When you reach the entries below, transcribe each one exactly as it stands.

^^^^^^^^

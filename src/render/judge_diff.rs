//! Judge-produced diff reports
//!
//! The output comparator writes a side-by-side report:
//!
//! ```text
//! ### DIFFERENCES FROM LINE 2 ###
//! _ team ? reference
//! 1 1 2  = 1 2
//! 2 3    ! 4
//! ```
//!
//! The `_` padding of the legend line gives the width of the line number
//! column and the `?` marks the column of the comparison marker.

use std::sync::LazyLock;

use regex::Regex;

use crate::constants::JUDGE_DIFF_HEADER;
use crate::models::{JudgeDiff, JudgeDiffLine, LineClass};
use crate::utils::html::escape;

static HEADER: LazyLock<Regex> = LazyLock::new(|| {
    Regex::new(&format!(r"^{}([+-]?\d+)", regex::escape(JUDGE_DIFF_HEADER)))
        .expect("valid judge diff header regex")
});

/// Map a three character marker (`' = '`, `' ! '`, ...) to a line class
pub fn classify_marker(marker: &str) -> LineClass {
    match marker {
        " = " => LineClass::Equal,
        " ! " => LineClass::Differ,
        " $ " => LineClass::EndOfLine,
        " > " | " < " => LineClass::Extra,
        _ => LineClass::Plain,
    }
}

fn char_slice(chars: &[char], start: usize, len: usize) -> String {
    chars.iter().skip(start).take(len).collect()
}

/// Parse a judge diff report; `None` if the text does not start with one
pub fn parse(diff_text: &str) -> Option<JudgeDiff> {
    let mut lines = diff_text.split('\n');
    let header = lines.next()?;
    let first_difference = HEADER.captures(header)?.get(1)?.as_str().parse().ok()?;

    let legend = lines.next();
    let (number_width, marker_at) = match legend {
        Some(legend) => {
            let chars: Vec<char> = legend.chars().collect();
            let number_width = chars.iter().rposition(|&c| c == '_').map_or(1, |p| p + 1);
            let marker_at = chars
                .iter()
                .position(|&c| c == '?')
                .and_then(|p| p.checked_sub(number_width + 1));
            (number_width, marker_at)
        }
        None => (1, None),
    };

    let body = lines
        .take_while(|line| !line.is_empty())
        .map(|line| {
            let chars: Vec<char> = line.chars().collect();
            let label = char_slice(&chars, 0, number_width);
            let body_chars: Vec<char> = chars.iter().skip(number_width + 1).copied().collect();
            let class = match marker_at {
                Some(at) if at >= 1 => classify_marker(&char_slice(&body_chars, at - 1, 3)),
                _ => LineClass::Plain,
            };
            JudgeDiffLine {
                label,
                class,
                body: body_chars.into_iter().collect(),
            }
        })
        .collect();

    Some(JudgeDiff {
        first_difference,
        header: header.to_string(),
        legend: legend.map(str::to_string),
        lines: body,
    })
}

/// Render a parsed judge diff, one styled line per comparison line
pub fn render(diff: &JudgeDiff) -> String {
    let mut html = escape(&diff.header);
    html.push('\n');
    if let Some(legend) = &diff.legend {
        html.push_str(&escape(legend));
        html.push('\n');
    }
    for line in &diff.lines {
        let body = match line.class.css_class() {
            Some(css) => format!("<span class='{}'>{}</span>", css, escape(&line.body)),
            None => escape(&line.body),
        };
        html.push_str(&format!("{} {}\n", escape(&line.label), body));
    }
    html
}

/// Render a judge diff report, or the escaped text if it is not one
pub fn parse_judge_diff(diff_text: &str) -> String {
    match parse(diff_text) {
        Some(diff) => render(&diff),
        None => escape(diff_text),
    }
}

#[cfg(test)]
mod tests {
    use super::*;

    const REPORT: &str = "### DIFFERENCES FROM LINE 2 ###\n\
                          _ team ? reference\n\
                          1 1 2  = 1 2\n\
                          2 3    ! 4\n\
                          3 5    $ \n\
                          4      > 6\n";

    #[test]
    fn test_parse_report() {
        let diff = parse(REPORT).unwrap();
        assert_eq!(diff.first_difference, 2);
        assert_eq!(diff.legend.as_deref(), Some("_ team ? reference"));
        let classes: Vec<LineClass> = diff.lines.iter().map(|l| l.class).collect();
        assert_eq!(
            classes,
            vec![
                LineClass::Equal,
                LineClass::Differ,
                LineClass::EndOfLine,
                LineClass::Extra
            ]
        );
        assert_eq!(diff.lines[0].label, "1");
        assert_eq!(diff.lines[0].body, "1 2  = 1 2");
    }

    #[test]
    fn test_render_report() {
        let html = parse_judge_diff(REPORT);
        assert!(html.starts_with("### DIFFERENCES FROM LINE 2 ###\n_ team ? reference\n"));
        assert!(html.contains("1 <span class='correct'>1 2  = 1 2</span>\n"));
        assert!(html.contains("2 <span class='differ'>3    ! 4</span>\n"));
        assert!(html.contains("3 <span class='endline'>5    $ </span>\n"));
        assert!(html.contains("4 <span class='extra'>     &gt; 6</span>\n"));
    }

    #[test]
    fn test_unrecognised_marker_is_plain() {
        let html = parse_judge_diff("### DIFFERENCES FROM LINE 1 ###\n_ team ? reference\n1 a   ? b\n");
        assert!(html.ends_with("1 a   ? b\n"));
    }

    #[test]
    fn test_other_text_is_escaped() {
        assert_eq!(parse_judge_diff("no <diff> here"), "no &lt;diff&gt; here");
        assert_eq!(parse_judge_diff(""), "");
    }

    #[test]
    fn test_stops_at_empty_line() {
        let diff = parse("### DIFFERENCES FROM LINE 1 ###\n_ team ? reference\n1 a = a\n\n2 b ! c\n").unwrap();
        assert_eq!(diff.lines.len(), 1);
    }
}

^^^^^^^^

● **Task response**
filename src/render/judge_diff.rs
//! Judge-produced diff reports
//!
//! The output comparator writes a side-by-side report:
//!
//! ```text
//! ### DIFFERENCES FROM LINE 2 ###
//! _ team ? reference
//! 1 1 2  = 1 2
//! 2 3    ! 4
//! ```
//!
//! The `_` padding of the legend line gives the width of the line number
//! column and the `?` marks the column of the comparison marker.

use std::sync::LazyLock;

use regex::Regex;

use crate::constants::JUDGE_DIFF_HEADER;
use crate::models::{JudgeDiff, JudgeDiffLine, LineClass};
use crate::utils::html::escape;

static HEADER: LazyLock<Regex> = LazyLock::new(|| {
    Regex::new(&format!(r"^{}([+-]?\d+)", regex::escape(JUDGE_DIFF_HEADER)))
        .expect("valid judge diff header regex")
});

/// Map a three character marker (`' = '`, `' ! '`, ...) to a line class
pub fn classify_marker(marker: &str) -> LineClass {
    match marker {
        " = " => LineClass::Equal,
        " ! " => LineClass::Differ,
        " $ " => LineClass::EndOfLine,
        " > " | " < " => LineClass::Extra,
        _ => LineClass::Plain,
    }
}

fn char_slice(chars: &[char], start: usize, len: usize) -> String {
    chars.iter().skip(start).take(len).collect()
}

/// Parse a judge diff report; `None` if the text does not start with one
pub fn parse(diff_text: &str) -> Option<JudgeDiff> {
    let mut lines = diff_text.split('\n');
    let header = lines.next()?;
    let first_difference = HEADER.captures(header)?.get(1)?.as_str().parse().ok()?;

    let legend = lines.next();
    let (number_width, marker_at) = match legend {
        Some(legend) => {
            let chars: Vec<char> = legend.chars().collect();
            let number_width = chars.iter().rposition(|&c| c == '_').map_or(1, |p| p + 1);
            let marker_at = chars
                .iter()
                .position(|&c| c == '?')
                .and_then(|p| p.checked_sub(number_width + 1));
            (number_width, marker_at)
        }
        None => (1, None),
    };

    let body = lines
        .take_while(|line| !line.is_empty())
        .map(|line| {
            let chars: Vec<char> = line.chars().collect();
            let label = char_slice(&chars, 0, number_width);
            let body_chars: Vec<char> = chars.iter().skip(number_width + 1).copied().collect();
            let class = match marker_at {
                Some(at) if at >= 1 => classify_marker(&char_slice(&body_chars, at - 1, 3)),
                _ => LineClass::Plain,
            };
            JudgeDiffLine {
                label,
                class,
                body: body_chars.into_iter().collect(),
            }
        })
        .collect();

    Some(JudgeDiff {
        first_difference,
        header: header.to_string(),
        legend: legend.map(str::to_string),
        lines: body,
    })
}

/// Render a parsed judge diff, one styled line per comparison line
pub fn render(diff: &JudgeDiff) -> String {
    let mut html = escape(&diff.header);
    html.push('\n');
    if let Some(legend) = &diff.legend {
        html.push_str(&escape(legend));
        html.push('\n');
    }
    for line in &diff.lines {
        let body = match line.class.css_class() {
            Some(css) => format!("<span class='{}'>{}</span>", css, escape(&line.body)),
            None => escape(&line.body),
        };
        html.push_str(&format!("{} {}\n", escape(&line.label), body));
    }
    html
}

/// Render a judge diff report, or the escaped text if it is not one
pub fn parse_judge_diff(diff_text: &str) -> String {
    match parse(diff_text) {
        Some(diff) => render(&diff),
        None => escape(diff_text),
    }
}

#[cfg(test)]
mod tests {
    use super::*;

    const REPORT: &str = "### DIFFERENCES FROM LINE 2 ###\n\
                          _ team ? reference\n\
                          1 1 2  = 1 2\n\
                          2 3    ! 4\n\
                          3 5    $ \n\
                          4      > 6\n";

    #[test]
    fn test_parse_report() {
        let diff = parse(REPORT).unwrap();
        assert_eq!(diff.first_difference, 2);
        assert_eq!(diff.legend.as_deref(), Some("_ team ? reference"));
        let classes: Vec<LineClass> = diff.lines.iter().map(|l| l.class).collect();
        assert_eq!(
            classes,
            vec![
                LineClass::Equal,
                LineClass::Differ,
                LineClass::EndOfLine,
                LineClass::Extra
            ]
        );
        assert_eq!(diff.lines[0].label, "1");
        assert_eq!(diff.lines[0].body, "1 2  = 1 2");
    }

    #[test]
    fn test_render_report() {
        let html = parse_judge_diff(REPORT);
        assert!(html.starts_with("### DIFFERENCES FROM LINE 2 ###\n_ team ? reference\n"));
        assert!(html.contains("1 <span class='correct'>1 2  = 1 2</span>\n"));
        assert!(html.contains("2 <span class='differ'>3    ! 4</span>\n"));
        assert!(html.contains("3 <span class='endline'>5    $ </span>\n"));
        assert!(html.contains("4 <span class='extra'>     &gt; 6</span>\n"));
    }

    #[test]
    fn test_unrecognised_marker_is_plain() {
        let html = parse_judge_diff("### DIFFERENCES FROM LINE 1 ###\n_ team ? reference\n1 a   ? b\n");
        assert!(html.ends_with("1 a   ? b\n"));
    }

    #[test]
    fn test_other_text_is_escaped() {
        assert_eq!(parse_judge_diff("no <diff> here"), "no &lt;diff&gt; here");
        assert_eq!(parse_judge_diff(""), "");
    }

    #[test]
    fn test_stops_at_empty_line() {
        let diff = parse("### DIFFERENCES FROM LINE 1 ###\n_ team ? reference\n1 a = a\n\n2 b ! c\n").unwrap();
        assert_eq!(diff.lines.len(), 1);
    }
}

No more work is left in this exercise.